At the northwestern edge of Carinthia and bordering East Tyrol and the state of Salzburg state, Heiligenblut is located in a high valley of the High Tauern range within the Central Eastern Alps. It is situated at the foot of the Grossglockner, the highest mountain in Austria, and of the Pasterze Glacier. Neighbouring peaks include the Johannisberg and the Fuscherkarkopf in the north, both part of the Alpine divide marking the Carinthia-Salzburg border. The municipal area comprises the cadastral communities of Apriach, Rojach, and Zlapp und Hof.

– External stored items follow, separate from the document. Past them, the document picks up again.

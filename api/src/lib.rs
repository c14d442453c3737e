pub mod blizzard;
pub mod client;
pub mod twitch;

use async_trait::async_trait;
use chrono::{DateTime, Utc};
use serde::{Deserialize, Serialize};

use crate::client::ApiResult;

// ---------------------------------------------------------------------------
// Domain types, independent of the upstream wire formats
// ---------------------------------------------------------------------------

/// One ranking row from the upstream ladder.
#[derive(Debug, Clone, Default, PartialEq, Eq, Serialize, Deserialize)]
pub struct LadderRow {
    /// Account identifier as the ladder printed it. Depending on the season
    /// this is `Name#1234` or just `Name`.
    pub account_id: String,
    pub rank: u32,
    pub rating: Option<i64>,
}

impl LadderRow {
    /// Lowercased identifier used for case-insensitive matching.
    pub fn match_key(&self) -> String {
        self.account_id.to_lowercase()
    }
}

/// Streaming state for a single handle.
#[derive(Debug, Clone, Default, PartialEq, Eq, Serialize, Deserialize)]
pub struct StreamProfile {
    pub login: String,
    pub avatar_url: Option<String>,
    pub live: bool,
    pub started_at: Option<DateTime<Utc>>,
}

// ---------------------------------------------------------------------------
// Seams consumed by the sync engine
// ---------------------------------------------------------------------------

/// A paginated, read-only ranking source keyed by season and page.
#[async_trait]
pub trait LadderSource: Send + Sync {
    /// Fetch one page (1-based). An empty vec means the page holds no rows.
    async fn fetch_page(&self, season_id: u32, page: u32) -> ApiResult<Vec<LadderRow>>;
}

/// Per-handle streaming status lookups.
#[async_trait]
pub trait StreamSource: Send + Sync {
    async fn lookup(&self, handle: &str) -> ApiResult<StreamProfile>;
}
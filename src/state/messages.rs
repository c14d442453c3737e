use crate::state::catalog::SeasonCatalog;
use crate::state::coordinator::SeasonView;
use crate::state::history::{PlayerSummary, RatingPoint};
use crate::state::live_status::LiveStatus;
use serde::{Deserialize, Serialize};

/// One relay request, sent as a JSON text frame.
#[derive(Debug, Clone, PartialEq, Eq, Deserialize)]
#[serde(tag = "op", rename_all = "lowercase")]
pub enum Query {
    /// Ranking for a season; the current one when omitted.
    Ranking {
        #[serde(default)]
        season: Option<u32>,
    },
    Catalog,
    Live,
    History { player: String },
    Summary { player: String },
    Rescan {
        season: u32,
        #[serde(default)]
        token: Option<String>,
    },
}

#[derive(Debug, Clone, Serialize)]
#[serde(tag = "kind", rename_all = "lowercase")]
pub enum Reply {
    Ranking(SeasonView),
    Catalog(SeasonCatalog),
    Live { players: Vec<LiveStatus> },
    History { player: String, points: Vec<RatingPoint> },
    Summary(PlayerSummary),
    Error { message: String },
}

impl Reply {
    pub fn error(message: impl Into<String>) -> Self {
        Reply::Error { message: message.into() }
    }
}
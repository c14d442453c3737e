use crate::state::persist::{load_json, save_json};
use crate::state::ranking::RankEntry;
use crate::state::roster::PlayerTarget;
use anyhow::Result;
use futures_util::future::join_all;
use ladder_api::StreamSource;
use log::{debug, warn};
use serde::Serialize;
use std::collections::{BTreeMap, HashMap};
use std::path::PathBuf;
use std::sync::Arc;
use std::time::Duration;
use tokio::sync::RwLock;
use tokio::time::timeout;

const AVATAR_FILE: &str = "avatars.json";
const BATCH_WIDTH: usize = 5;
const LOOKUP_TIMEOUT: Duration = Duration::from_secs(5);

#[derive(Debug, Clone, PartialEq, Eq, Serialize)]
#[serde(rename_all = "camelCase")]
pub struct LiveStatus {
    pub battle_tag: String,
    pub twitch_user: String,
    pub is_live: bool,
    pub twitch_avatar: Option<String>,
}

/// Streaming status for tracked players. A failed lookup degrades to
/// "offline" with the last avatar seen for that handle.
pub struct LiveStatusEnricher {
    source: Arc<dyn StreamSource>,
    avatar_path: PathBuf,
    /// handle -> last known avatar URL, persisted across restarts.
    avatars: RwLock<BTreeMap<String, String>>,
    latest: RwLock<HashMap<String, LiveStatus>>,
    lookup_timeout: Duration,
}

impl LiveStatusEnricher {
    pub async fn open(source: Arc<dyn StreamSource>, dir: impl Into<PathBuf>) -> Result<Self> {
        let avatar_path = dir.into().join(AVATAR_FILE);
        let avatars = load_json(&avatar_path).await?;
        Ok(Self {
            source,
            avatar_path,
            avatars: RwLock::new(avatars),
            latest: RwLock::new(HashMap::new()),
            lookup_timeout: LOOKUP_TIMEOUT,
        })
    }

    pub fn with_lookup_timeout(mut self, lookup_timeout: Duration) -> Self {
        self.lookup_timeout = lookup_timeout;
        self
    }

    /// Look up every roster player with a streaming handle, a few at a time.
    pub async fn refresh(&self, roster: &[PlayerTarget]) -> Vec<LiveStatus> {
        let handles: Vec<(&PlayerTarget, &str)> = roster
            .iter()
            .filter_map(|t| t.twitch.as_deref().map(|h| (t, h)))
            .collect();

        let mut statuses = Vec::with_capacity(handles.len());
        for batch in handles.chunks(BATCH_WIDTH) {
            let lookups = batch.iter().map(|(target, handle)| self.lookup(target, handle));
            statuses.extend(join_all(lookups).await);
        }

        let mut latest = self.latest.write().await;
        for status in &statuses {
            latest.insert(status.twitch_user.to_lowercase(), status.clone());
        }
        debug!(
            "live status refreshed: {} handles, {} live",
            statuses.len(),
            statuses.iter().filter(|s| s.is_live).count()
        );
        statuses
    }

    async fn lookup(&self, target: &PlayerTarget, handle: &str) -> LiveStatus {
        let key = handle.to_lowercase();
        let found = match timeout(self.lookup_timeout, self.source.lookup(handle)).await {
            Ok(Ok(profile)) => Some(profile),
            Ok(Err(e)) => {
                warn!("stream lookup for {handle} failed: {e}");
                None
            }
            Err(_) => {
                warn!("stream lookup for {handle} timed out");
                None
            }
        };

        match found {
            Some(profile) => {
                if let Some(url) = &profile.avatar_url {
                    self.remember_avatar(&key, url).await;
                }
                let twitch_avatar = match profile.avatar_url {
                    Some(url) => Some(url),
                    None => self.avatars.read().await.get(&key).cloned(),
                };
                LiveStatus {
                    battle_tag: target.id.clone(),
                    twitch_user: handle.to_owned(),
                    is_live: profile.live,
                    twitch_avatar,
                }
            }
            None => LiveStatus {
                battle_tag: target.id.clone(),
                twitch_user: handle.to_owned(),
                is_live: false,
                twitch_avatar: self.avatars.read().await.get(&key).cloned(),
            },
        }
    }

    async fn remember_avatar(&self, key: &str, url: &str) {
        let mut avatars = self.avatars.write().await;
        if avatars.get(key).is_some_and(|known| known == url) {
            return;
        }
        avatars.insert(key.to_owned(), url.to_owned());
        if let Err(e) = save_json(&self.avatar_path, &*avatars).await {
            warn!("avatar cache not saved: {e:#}");
        }
    }

    /// Statuses from the last refresh, without touching the network.
    pub async fn latest(&self) -> Vec<LiveStatus> {
        let mut statuses: Vec<LiveStatus> = self.latest.read().await.values().cloned().collect();
        statuses.sort_by(|a, b| a.battle_tag.cmp(&b.battle_tag));
        statuses
    }

    /// Stamp live state and avatars from the last refresh onto ranking entries.
    pub async fn annotate(&self, entries: &mut [RankEntry]) {
        let latest = self.latest.read().await;
        let avatars = self.avatars.read().await;
        for entry in entries {
            let Some(key) = entry.twitch_user.as_deref().map(str::to_lowercase) else {
                continue;
            };
            match latest.get(&key) {
                Some(status) => {
                    entry.is_live = status.is_live;
                    entry.avatar.clone_from(&status.twitch_avatar);
                }
                None => entry.avatar = avatars.get(&key).cloned(),
            }
        }
    }
}
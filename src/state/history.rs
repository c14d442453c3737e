use crate::state::persist::{load_json, save_json};
use crate::state::season_store::SeasonRecord;
use anyhow::Result;
use chrono::{NaiveDate, Utc};
use log::debug;
use serde::{Deserialize, Serialize};
use std::collections::BTreeMap;
use std::path::PathBuf;
use tokio::sync::RwLock;

const HISTORY_FILE: &str = "rating_history.json";

#[derive(Debug, Clone, PartialEq, Eq, Serialize, Deserialize)]
pub struct RatingPoint {
    pub date: NaiveDate,
    pub rating: i64,
}

#[derive(Debug, Default, Serialize, Deserialize)]
#[serde(rename_all = "camelCase")]
struct PlayerHistory {
    battle_tag: String,
    points: Vec<RatingPoint>,
}

/// One closed season as seen from a single player.
#[derive(Debug, Clone, PartialEq, Eq, Serialize)]
#[serde(rename_all = "camelCase")]
pub struct SeasonPlacement {
    pub season_id: u32,
    pub local_rank: usize,
    pub rank: Option<u32>,
    pub rating: Option<i64>,
}

#[derive(Debug, Clone, PartialEq, Eq, Serialize)]
#[serde(rename_all = "camelCase")]
pub struct PlayerSummary {
    pub battle_tag: String,
    pub peak_rating: Option<i64>,
    pub points: Vec<RatingPoint>,
    /// Newest season first.
    pub seasons: Vec<SeasonPlacement>,
}

/// Daily rating samples per player, taken from current-season full scans.
#[derive(Debug)]
pub struct RatingHistory {
    path: PathBuf,
    players: RwLock<BTreeMap<String, PlayerHistory>>,
}

impl RatingHistory {
    pub async fn open(dir: impl Into<PathBuf>) -> Result<Self> {
        let path = dir.into().join(HISTORY_FILE);
        let players = load_json(&path).await?;
        Ok(Self { path, players: RwLock::new(players) })
    }

    pub async fn record(&self, season: &SeasonRecord) -> Result<()> {
        self.record_on(season, Utc::now().date_naive()).await
    }

    /// Keep one sample per player per day; a later scan the same day wins.
    async fn record_on(&self, season: &SeasonRecord, date: NaiveDate) -> Result<()> {
        let mut players = self.players.write().await;
        let mut touched = 0;
        for entry in season.entries.iter().filter(|e| e.found) {
            let Some(rating) = entry.rating.value() else {
                continue;
            };
            let history = players.entry(entry.key()).or_default();
            history.battle_tag.clone_from(&entry.battle_tag);
            match history.points.last_mut() {
                Some(last) if last.date == date => last.rating = rating,
                _ => history.points.push(RatingPoint { date, rating }),
            }
            touched += 1;
        }
        if touched > 0 {
            save_json(&self.path, &*players).await?;
            debug!("rating history: {touched} samples for {date}");
        }
        Ok(())
    }

    pub async fn history(&self, player: &str) -> Vec<RatingPoint> {
        let key = player.trim().to_lowercase();
        self.players
            .read()
            .await
            .get(&key)
            .map(|h| h.points.clone())
            .unwrap_or_default()
    }

    /// Rating history plus placements in every archived season the player
    /// was tracked in.
    pub async fn summary(&self, player: &str, archived: &[SeasonRecord]) -> PlayerSummary {
        let key = player.trim().to_lowercase();
        let points = self.history(&key).await;

        let mut battle_tag = player.trim().to_owned();
        let mut seasons = Vec::new();
        for record in archived.iter().rev() {
            if let Some(entry) = record.entries.iter().find(|e| e.key() == key) {
                battle_tag.clone_from(&entry.battle_tag);
                seasons.push(SeasonPlacement {
                    season_id: record.season_id,
                    local_rank: entry.local_rank,
                    rank: entry.rank,
                    rating: entry.rating.value(),
                });
            }
        }

        let peak_rating = points
            .iter()
            .map(|p| p.rating)
            .chain(seasons.iter().filter_map(|s| s.rating))
            .max();

        PlayerSummary { battle_tag, peak_rating, points, seasons }
    }
}
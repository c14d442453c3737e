use crate::blizzard::{LeaderboardResponse, RawRow};
use crate::twitch::{StreamsResponse, UsersResponse};
use crate::{LadderRow, LadderSource, StreamProfile, StreamSource};
use async_trait::async_trait;
use chrono::{DateTime, Utc};
use log::debug;
use reqwest::{Client, RequestBuilder};
use std::fmt;
use std::time::Duration;

pub type ApiResult<T> = Result<T, ApiError>;

pub const LEADERBOARD_ENDPOINT: &str =
    "https://hearthstone.blizzard.com/en-us/api/community/leaderboardsData";
pub const TWITCH_HELIX: &str = "https://api.twitch.tv";

const USER_AGENT: &str = "ladderwatch/0.1 (roster leaderboard tracker)";

#[derive(Debug)]
pub enum ApiError {
    Network(reqwest::Error, String),
    Api(reqwest::Error, String),
    Parsing(reqwest::Error, String),
    NotFound(String),
    Other(String),
}

impl fmt::Display for ApiError {
    fn fmt(&self, f: &mut fmt::Formatter<'_>) -> fmt::Result {
        match self {
            ApiError::Network(e, url) => write!(f, "Network error for {url}: {e}"),
            ApiError::Api(e, url) => write!(f, "API error for {url}: {e}"),
            ApiError::Parsing(e, url) => write!(f, "Parse error for {url}: {e}"),
            ApiError::NotFound(msg) => write!(f, "Not found: {msg}"),
            ApiError::Other(msg) => write!(f, "Error: {msg}"),
        }
    }
}

impl std::error::Error for ApiError {}

fn build_client() -> Client {
    Client::builder()
        .user_agent(USER_AGENT)
        .build()
        .unwrap_or_default()
}

/// Send a GET and decode the JSON body.
///
/// A 4xx answer decodes to `T::default()`: the ladder answers out-of-range
/// pages and unknown seasons with client errors, which are "no rows" rather
/// than failures.
async fn send_json<T: Default + serde::de::DeserializeOwned>(
    request: RequestBuilder,
    url: &str,
) -> ApiResult<T> {
    let response = request
        .send()
        .await
        .map_err(|e| ApiError::Network(e, url.to_owned()))?;

    match response.error_for_status() {
        Ok(res) => res
            .json::<T>()
            .await
            .map_err(|e| ApiError::Parsing(e, url.to_owned())),
        Err(e) => {
            if e.status().map(|s| s.is_client_error()).unwrap_or(false) {
                Ok(T::default())
            } else {
                Err(ApiError::Api(e, url.to_owned()))
            }
        }
    }
}

// ---------------------------------------------------------------------------
// Ranking source
// ---------------------------------------------------------------------------

/// Client for the paginated community leaderboard.
#[derive(Debug, Clone)]
pub struct LadderApi {
    client: Client,
    endpoint: String,
    region: String,
    ladder_id: String,
    timeout: Duration,
}

impl Default for LadderApi {
    fn default() -> Self {
        Self {
            client: build_client(),
            endpoint: LEADERBOARD_ENDPOINT.to_owned(),
            region: "EU".to_owned(),
            ladder_id: "battlegrounds".to_owned(),
            timeout: Duration::from_secs(10),
        }
    }
}

impl LadderApi {
    pub fn new(region: impl Into<String>, ladder_id: impl Into<String>) -> Self {
        Self {
            region: region.into(),
            ladder_id: ladder_id.into(),
            ..Self::default()
        }
    }

    pub fn with_endpoint(mut self, endpoint: impl Into<String>) -> Self {
        self.endpoint = endpoint.into();
        self
    }

    pub fn with_timeout(mut self, timeout: Duration) -> Self {
        self.timeout = timeout;
        self
    }

    fn page_url(&self, season_id: u32, page: u32) -> String {
        format!(
            "{}?region={}&leaderboardId={}&page={page}&seasonId={season_id}",
            self.endpoint, self.region, self.ladder_id
        )
    }
}

#[async_trait]
impl LadderSource for LadderApi {
    async fn fetch_page(&self, season_id: u32, page: u32) -> ApiResult<Vec<LadderRow>> {
        let url = self.page_url(season_id, page);
        let request = self.client.get(&url).timeout(self.timeout);
        let raw: LeaderboardResponse = send_json(request, &url).await?;
        let rows = raw
            .leaderboard
            .map(|l| l.rows)
            .unwrap_or_default()
            .iter()
            .filter_map(map_row)
            .collect::<Vec<_>>();
        debug!("season {season_id} page {page}: {} rows", rows.len());
        Ok(rows)
    }
}

// ---------------------------------------------------------------------------
// Mapping: leaderboard wire rows → LadderRow
// ---------------------------------------------------------------------------

type IdStrategy = fn(&RawRow) -> Option<String>;

/// Identifier extraction strategies, tried in order. The field carrying the
/// account name has changed across API revisions.
const ID_STRATEGIES: &[IdStrategy] = &[
    |r| r.accountid.as_ref().and_then(value_to_string),
    |r| r.battle_tag.clone(),
    |r| r.battletag.clone(),
    |r| r.name.clone(),
];

fn value_to_string(v: &serde_json::Value) -> Option<String> {
    match v {
        serde_json::Value::String(s) => Some(s.clone()),
        serde_json::Value::Number(n) => Some(n.to_string()),
        _ => None,
    }
}

fn extract_account_id(row: &RawRow) -> Option<String> {
    ID_STRATEGIES
        .iter()
        .filter_map(|strategy| strategy(row))
        .map(|id| id.trim().to_owned())
        .find(|id| !id.is_empty())
}

fn parse_rating(v: &serde_json::Value) -> Option<i64> {
    match v {
        serde_json::Value::Number(n) => n.as_i64().or_else(|| n.as_f64().map(|f| f.round() as i64)),
        serde_json::Value::String(s) => s.trim().parse::<i64>().ok(),
        _ => None,
    }
}

fn map_row(raw: &RawRow) -> Option<LadderRow> {
    let account_id = extract_account_id(raw)?;
    let rank = raw.rank?;
    Some(LadderRow {
        account_id,
        rank,
        rating: raw.rating.as_ref().and_then(parse_rating),
    })
}

// ---------------------------------------------------------------------------
// Streaming source
// ---------------------------------------------------------------------------

/// Twitch Helix client. Lookups fail fast when no credentials are configured.
#[derive(Debug, Clone)]
pub struct TwitchApi {
    client: Client,
    base_url: String,
    client_id: Option<String>,
    token: Option<String>,
    timeout: Duration,
}

impl Default for TwitchApi {
    fn default() -> Self {
        Self {
            client: build_client(),
            base_url: TWITCH_HELIX.to_owned(),
            client_id: None,
            token: None,
            timeout: Duration::from_secs(4),
        }
    }
}

impl TwitchApi {
    pub fn new(client_id: Option<String>, token: Option<String>) -> Self {
        Self {
            client_id,
            token,
            ..Self::default()
        }
    }

    pub fn with_base_url(mut self, base_url: impl Into<String>) -> Self {
        self.base_url = base_url.into();
        self
    }

    pub fn with_timeout(mut self, timeout: Duration) -> Self {
        self.timeout = timeout;
        self
    }

    fn authorized_get(&self, url: &str) -> ApiResult<RequestBuilder> {
        let (Some(client_id), Some(token)) = (&self.client_id, &self.token) else {
            return Err(ApiError::Other("twitch credentials not configured".into()));
        };
        Ok(self
            .client
            .get(url)
            .timeout(self.timeout)
            .header("Client-Id", client_id)
            .bearer_auth(token))
    }
}

#[async_trait]
impl StreamSource for TwitchApi {
    async fn lookup(&self, handle: &str) -> ApiResult<StreamProfile> {
        let login = handle.trim().to_lowercase();

        let users_url = format!("{}/helix/users?login={login}", self.base_url);
        let users: UsersResponse = send_json(self.authorized_get(&users_url)?, &users_url).await?;
        let user = users
            .data
            .into_iter()
            .next()
            .ok_or_else(|| ApiError::NotFound(format!("twitch user {login}")))?;

        let streams_url = format!("{}/helix/streams?user_login={login}", self.base_url);
        let streams: StreamsResponse =
            send_json(self.authorized_get(&streams_url)?, &streams_url).await?;
        let stream = streams
            .data
            .into_iter()
            .find(|s| s.user_login.eq_ignore_ascii_case(&login) && s.stream_type == "live");

        Ok(StreamProfile {
            login: user.login,
            avatar_url: user.profile_image_url,
            live: stream.is_some(),
            started_at: stream
                .and_then(|s| s.started_at)
                .and_then(|d| DateTime::parse_from_rfc3339(&d).ok())
                .map(|dt| dt.with_timezone(&Utc)),
        })
    }
}
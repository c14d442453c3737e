use anyhow::{Context, Result};
use serde::Serialize;
use serde::de::DeserializeOwned;
use std::path::Path;

/// Load a JSON file, or `T::default()` when it does not exist yet.
pub async fn load_json<T: DeserializeOwned + Default>(path: &Path) -> Result<T> {
    match tokio::fs::read_to_string(path).await {
        Ok(content) => serde_json::from_str(&content)
            .with_context(|| format!("invalid json in {}", path.display())),
        Err(e) if e.kind() == std::io::ErrorKind::NotFound => Ok(T::default()),
        Err(e) => Err(e).with_context(|| format!("could not read {}", path.display())),
    }
}

/// Write JSON through a sibling temp file so readers never see a torn file.
pub async fn save_json<T: Serialize>(path: &Path, value: &T) -> Result<()> {
    if let Some(parent) = path.parent()
        && !parent.as_os_str().is_empty()
    {
        tokio::fs::create_dir_all(parent)
            .await
            .with_context(|| format!("could not create {}", parent.display()))?;
    }
    let body = serde_json::to_vec_pretty(value)?;
    let tmp = path.with_extension("json.tmp");
    tokio::fs::write(&tmp, body)
        .await
        .with_context(|| format!("could not write {}", tmp.display()))?;
    tokio::fs::rename(&tmp, path)
        .await
        .with_context(|| format!("could not replace {}", path.display()))?;
    Ok(())
}
use crate::state::catalog::CatalogStore;
use crate::state::coordinator::ScanCoordinator;
use crate::state::scanner::LeaderboardScanner;
use anyhow::{Context, Result};
use log::{debug, error, info};
use std::sync::Arc;
use std::time::Duration;
use tokio::time::{MissedTickBehavior, interval};

#[derive(Debug, Clone, Copy, PartialEq, Eq)]
pub enum LifecycleOutcome {
    Unchanged,
    Rotated { from: u32, to: u32 },
}

/// Watches the ranking source for the next season and rotates the catalog
/// when it appears.
pub struct SeasonLifecycleDetector {
    coordinator: ScanCoordinator,
    catalog: Arc<CatalogStore>,
    scanner: LeaderboardScanner,
    label: Box<dyn Fn(u32) -> String + Send + Sync>,
    probe_timeout: Duration,
}

impl SeasonLifecycleDetector {
    pub fn new(
        coordinator: ScanCoordinator,
        catalog: Arc<CatalogStore>,
        scanner: LeaderboardScanner,
        label: impl Fn(u32) -> String + Send + Sync + 'static,
        probe_timeout: Duration,
    ) -> Self {
        Self {
            coordinator,
            catalog,
            scanner,
            label: Box::new(label),
            probe_timeout,
        }
    }

    /// Probe once. On rotation the outgoing season is archived with a final
    /// full scan and the catalog moves on under the same scan permit, then the
    /// new season gets its first scan in the background.
    pub async fn check_once(&self) -> Result<LifecycleOutcome> {
        let current = self.catalog.current_season().await;
        let next = current + 1;
        if !self.scanner.has_rows(next, self.probe_timeout).await {
            debug!("season {next} not published yet");
            return Ok(LifecycleOutcome::Unchanged);
        }

        info!("season {next} has started, closing season {current}");
        let archived = self
            .coordinator
            .finalize_and_rotate(current, next, (self.label)(next))
            .await
            .with_context(|| format!("closing season {current} failed"))?;
        info!("season {current} archived with {} entries", archived.entries.len());

        self.coordinator.refresh_in_background(next).await?;
        Ok(LifecycleOutcome::Rotated { from: current, to: next })
    }

    /// Probe at startup and then every `period`. A failed probe leaves the
    /// catalog as it was; the next tick retries.
    pub async fn run(self, period: Duration) {
        let mut ticker = interval(period);
        ticker.set_missed_tick_behavior(MissedTickBehavior::Delay);
        loop {
            ticker.tick().await;
            match self.check_once().await {
                Ok(LifecycleOutcome::Rotated { from, to }) => info!("season rotated {from} -> {to}"),
                Ok(LifecycleOutcome::Unchanged) => {}
                Err(e) => error!("season lifecycle check failed: {e:#}"),
            }
        }
    }
}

The municipality is also the southern starting point of the scenic Grossglockner High Alpine Road to Bruck in the state of Salzburg, the former Hochtor Pass, today the continuation of the B107 highway from Lienz in East Tyrol. Nearby attractions include the Heiligenblut-Roßbach-Schareck cable car up to 2,606 m, an open-air museum, the Stockmühlen mills in Apriach with nine flume mills, Lake Kachelsee to the west, the Möll, Gößnitz and Leiter waterfalls, the Margaritzen reservoir, and Lake Sandersee.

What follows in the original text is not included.